Beginning with the first line of the entries below, quote each line until you reach and include the line with "let cols = Layout::default()".

===== Records to process =====

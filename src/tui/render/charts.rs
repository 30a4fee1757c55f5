use ratatui::Frame;
use ratatui::layout::{Constraint, Direction, Layout, Rect};
use ratatui::style::{Color, Style};
use ratatui::text::{Line, Span};
use ratatui::widgets::{Bar, BarChart, BarGroup, Block, Paragraph};

use crate::ops::stats::DueBucket;
use crate::tui::app::App;

/// Category, priority and due-status bar charts side by side
pub fn render_charts(frame: &mut Frame, app: &App, area: Rect) {
    let bg = app.theme.background;

    if app.dashboard.is_empty() {
        let block = Block::bordered()
            .title(" Charts ")
            .border_style(Style::default().fg(app.theme.border).bg(bg));
        let msg = Line::from(Span::styled(
            "No tasks to show charts.",
            Style::default().fg(app.theme.dim).bg(bg),
        ));
        frame.render_widget(Paragraph::new(msg).block(block), area);
        return;
    }

    let cols = Layout::default()
        .direction(Direction::Horizontal)
        .constraints([
            Constraint::Ratio(1, 3),
            Constraint::Ratio(1, 3),
            Constraint::Ratio(1, 3),
        ])
        .split(area);

    let dash = &app.dashboard;
    let by_category: Vec<(String, usize, Color)> = dash
        .by_category
        .iter()
        .map(|(c, n)| (c.clone(), *n, app.theme.cyan))
        .collect();
    render_bar_chart(frame, app, cols[0], " By category ", &by_category, "");

    let by_priority: Vec<(String, usize, Color)> = dash
        .by_priority
        .iter()
        .map(|(p, n)| (p.to_string(), *n, app.theme.priority_color(*p)))
        .collect();
    render_bar_chart(frame, app, cols[1], " By priority ", &by_priority, "");

    let by_due: Vec<(String, usize, Color)> = DueBucket::ALL
        .iter()
        .map(|&b| (b.to_string(), dash.due.get(b), app.theme.bucket_color(b)))
        .filter(|(_, n, _)| *n > 0)
        .collect();
    render_bar_chart(
        frame,
        app,
        cols[2],
        " Pending by due ",
        &by_due,
        "No pending tasks with due dates.",
    );
}

/// One horizontal bar per row; `empty_msg` stands in when there are no rows
fn render_bar_chart(
    frame: &mut Frame,
    app: &App,
    area: Rect,
    title: &str,
    rows: &[(String, usize, Color)],
    empty_msg: &str,
) {
    let bg = app.theme.background;
    let block = Block::bordered()
        .title(title.to_string())
        .border_style(Style::default().fg(app.theme.border).bg(bg));

    if rows.is_empty() {
        let msg = Span::styled(empty_msg.to_string(), Style::default().fg(app.theme.dim).bg(bg));
        frame.render_widget(Paragraph::new(Line::from(msg)).block(block), area);
        return;
    }

    let bars: Vec<Bar> = rows
        .iter()
        .map(|(label, n, color)| {
            Bar::default()
                .label(Line::from(label.clone()))
                .value(*n as u64)
                .text_value(n.to_string())
                .style(Style::default().fg(*color))
                .value_style(Style::default().fg(app.theme.background).bg(*color))
        })
        .collect();

    let chart = BarChart::default()
        .block(block)
        .direction(Direction::Horizontal)
        .bar_width(1)
        .bar_gap(0)
        .label_style(Style::default().fg(app.theme.text))
        .data(BarGroup::default().bars(&bars));
    frame.render_widget(chart, area);
}

#[cfg(test)]
mod tests {
    use super::*;
    use crate::model::task::Priority;
    use crate::tui::render::test_helpers::*;

    fn render(app: &App) -> String {
        render_to_string(90, 9, |frame, area| render_charts(frame, app, area))
    }

    #[test]
    fn empty_dashboard_shows_message() {
        let app = app_with_tasks(vec![]);
        let out = render(&app);
        assert!(out.contains("No tasks to show charts."));
        assert!(!out.contains("By category"));
    }

    #[test]
    fn three_charts_with_labels() {
        let app = sample_app();
        let out = render(&app);
        assert!(out.contains("By category"));
        assert!(out.contains("By priority"));
        assert!(out.contains("Pending by due"));
        assert!(out.contains("Home"));
        assert!(out.contains("Work"));
        assert!(out.contains("High"));
        assert!(out.contains("Overdue"));
        assert!(!out.contains("Due Soon"));
    }

    #[test]
    fn due_chart_without_dated_pending_tasks() {
        let app = app_with_tasks(vec![task(1, "a", "General", Priority::Low, None)]);
        let out = render(&app);
        assert!(out.contains("No pending tasks"));
    }
}
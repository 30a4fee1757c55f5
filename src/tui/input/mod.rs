mod confirm;
mod edit;
mod navigate;
mod search;

use crossterm::event::{KeyCode, KeyEvent};

use super::app::{App, Mode};

use confirm::handle_confirm;
use edit::handle_text_input;
use navigate::handle_navigate;
use search::handle_search;

/// Handle a key event in the current mode
pub fn handle_key(app: &mut App, key: KeyEvent) {
    // Ignore bare modifier key presses (Shift, Ctrl, Alt, etc.)
    if matches!(key.code, KeyCode::Modifier(_)) {
        return;
    }
    // Feedback lasts until the next key
    app.status = None;

    match app.mode {
        Mode::Navigate => handle_navigate(app, key),
        Mode::Search => handle_search(app, key),
        Mode::Edit | Mode::Add => handle_text_input(app, key),
        Mode::ConfirmReset => handle_confirm(app, key),
    }
}
use serde::{Deserialize, Serialize};

/// Configuration from todo.toml
#[derive(Debug, Clone, PartialEq, Serialize, Deserialize)]
pub struct AppConfig {
    /// Data file, relative to the working directory
    #[serde(default = "default_data_file")]
    pub data_file: String,
    #[serde(default)]
    pub dashboard: DashboardConfig,
    #[serde(default)]
    pub ui: UiConfig,
}

impl Default for AppConfig {
    fn default() -> Self {
        AppConfig {
            data_file: default_data_file(),
            dashboard: DashboardConfig::default(),
            ui: UiConfig::default(),
        }
    }
}

#[derive(Debug, Clone, PartialEq, Serialize, Deserialize)]
pub struct DashboardConfig {
    /// Pending tasks due within this many days count as "Due Soon"
    #[serde(default = "default_due_soon_days")]
    pub due_soon_days: i64,
}

impl Default for DashboardConfig {
    fn default() -> Self {
        DashboardConfig {
            due_soon_days: default_due_soon_days(),
        }
    }
}

#[derive(Debug, Clone, PartialEq, Default, Serialize, Deserialize)]
pub struct UiConfig {
    /// Theme used when no saved UI state exists
    #[serde(default)]
    pub theme: ThemeName,
}

/// Light or dark presentation. Has no effect on behavior.
#[derive(Debug, Clone, Copy, PartialEq, Eq, Default, Serialize, Deserialize)]
#[serde(rename_all = "lowercase")]
pub enum ThemeName {
    #[default]
    Light,
    Dark,
}

impl ThemeName {
    pub fn toggled(self) -> Self {
        match self {
            ThemeName::Light => ThemeName::Dark,
            ThemeName::Dark => ThemeName::Light,
        }
    }

    pub fn as_str(self) -> &'static str {
        match self {
            ThemeName::Light => "light",
            ThemeName::Dark => "dark",
        }
    }
}

impl std::str::FromStr for ThemeName {
    type Err = String;

    fn from_str(s: &str) -> Result<Self, Self::Err> {
        match s {
            "light" => Ok(ThemeName::Light),
            "dark" => Ok(ThemeName::Dark),
            _ => Err(format!("unknown theme '{}' (expected: light, dark)", s)),
        }
    }
}

/// Default: original app's file name
fn default_data_file() -> String {
    "todo_data.json".to_string()
}

fn default_due_soon_days() -> i64 {
    3
}
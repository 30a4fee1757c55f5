pub mod config_io;
pub mod export;
pub mod state;
pub mod store;
pub mod workspace;
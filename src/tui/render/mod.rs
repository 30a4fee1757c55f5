pub mod charts;
pub mod filter_bar;
pub mod side_panel;
pub mod status_row;
pub mod task_list;

#[cfg(test)]
pub(crate) mod test_helpers;

use ratatui::Frame;
use ratatui::layout::{Constraint, Direction, Layout};
use ratatui::style::Style;
use ratatui::widgets::Block;
use unicode_width::UnicodeWidthChar;

use super::app::App;

/// Width of the right-hand overview column
const SIDE_W: u16 = 28;
/// Height of the chart strip
const CHARTS_H: u16 = 9;

/// Main render function, dispatches to sub-renderers
pub fn render(frame: &mut Frame, app: &mut App) {
    let area = frame.area();

    // Background fill
    let bg_style = Style::default().bg(app.theme.background).fg(app.theme.text);
    frame.render_widget(Block::default().style(bg_style), area);

    // Layout: filter bar (2 rows) | list + overview | charts | status row
    let chunks = Layout::default()
        .direction(Direction::Vertical)
        .constraints([
            Constraint::Length(2),
            Constraint::Min(3),
            Constraint::Length(CHARTS_H),
            Constraint::Length(1),
        ])
        .split(area);

    let middle = Layout::default()
        .direction(Direction::Horizontal)
        .constraints([Constraint::Min(20), Constraint::Length(SIDE_W)])
        .split(chunks[1]);

    filter_bar::render_filter_bar(frame, app, chunks[0]);
    task_list::render_task_list(frame, app, middle[0]);
    side_panel::render_side_panel(frame, app, middle[1]);
    charts::render_charts(frame, app, chunks[2]);
    status_row::render_status_row(frame, app, chunks[3]);
}

/// Cut `s` to at most `max` display columns, marking the cut with an ellipsis
pub(super) fn truncate_to_width(s: &str, max: usize) -> String {
    let total: usize = s.chars().map(|c| c.width().unwrap_or(0)).sum();
    if total <= max {
        return s.to_string();
    }
    if max == 0 {
        return String::new();
    }
    let mut out = String::new();
    let mut used = 0;
    for c in s.chars() {
        let w = c.width().unwrap_or(0);
        if used + w > max - 1 {
            break;
        }
        out.push(c);
        used += w;
    }
    out.push('\u{2026}');
    out
}

#[cfg(test)]
mod tests {
    use super::*;
    use super::test_helpers::*;

    #[test]
    fn truncate_keeps_short_text() {
        assert_eq!(truncate_to_width("milk", 10), "milk");
    }

    #[test]
    fn truncate_marks_cut() {
        assert_eq!(truncate_to_width("Buy oat milk", 6), "Buy o\u{2026}");
        assert_eq!(truncate_to_width("日本語", 4), "日\u{2026}");
    }

    #[test]
    fn full_layout_with_tasks() {
        let mut app = sample_app();
        let out = render_to_string(TERM_W, TERM_H, |frame, _| render(frame, &mut app));
        assert!(out.contains("Todo Tracker"));
        assert!(out.contains("Buy milk"));
        assert!(out.contains("Overview"));
        assert!(out.contains("By category"));
        assert!(!out.contains("No tasks to show charts."));
    }

    #[test]
    fn full_layout_when_empty() {
        let mut app = app_with_tasks(vec![]);
        let out = render_to_string(TERM_W, TERM_H, |frame, _| render(frame, &mut app));
        assert!(out.contains("No tasks yet."));
        assert!(out.contains("No tasks to show charts."));
    }
}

=====

Answer to the problem.
filename src/tui/render/charts.rs
repository 30a4fee1757c55f5
use ratatui::Frame;
use ratatui::layout::{Constraint, Direction, Layout, Rect};
use ratatui::style::{Color, Style};
use ratatui::text::{Line, Span};
use ratatui::widgets::{Bar, BarChart, BarGroup, Block, Paragraph};

use crate::ops::stats::DueBucket;
use crate::tui::app::App;

/// Category, priority and due-status bar charts side by side
pub fn render_charts(frame: &mut Frame, app: &App, area: Rect) {
    let bg = app.theme.background;

    if app.dashboard.is_empty() {
        let block = Block::bordered()
            .title(" Charts ")
            .border_style(Style::default().fg(app.theme.border).bg(bg));
        let msg = Line::from(Span::styled(
            "No tasks to show charts.",
            Style::default().fg(app.theme.dim).bg(bg),
        ));
        frame.render_widget(Paragraph::new(msg).block(block), area);
        return;
    }

    let cols = Layout::default()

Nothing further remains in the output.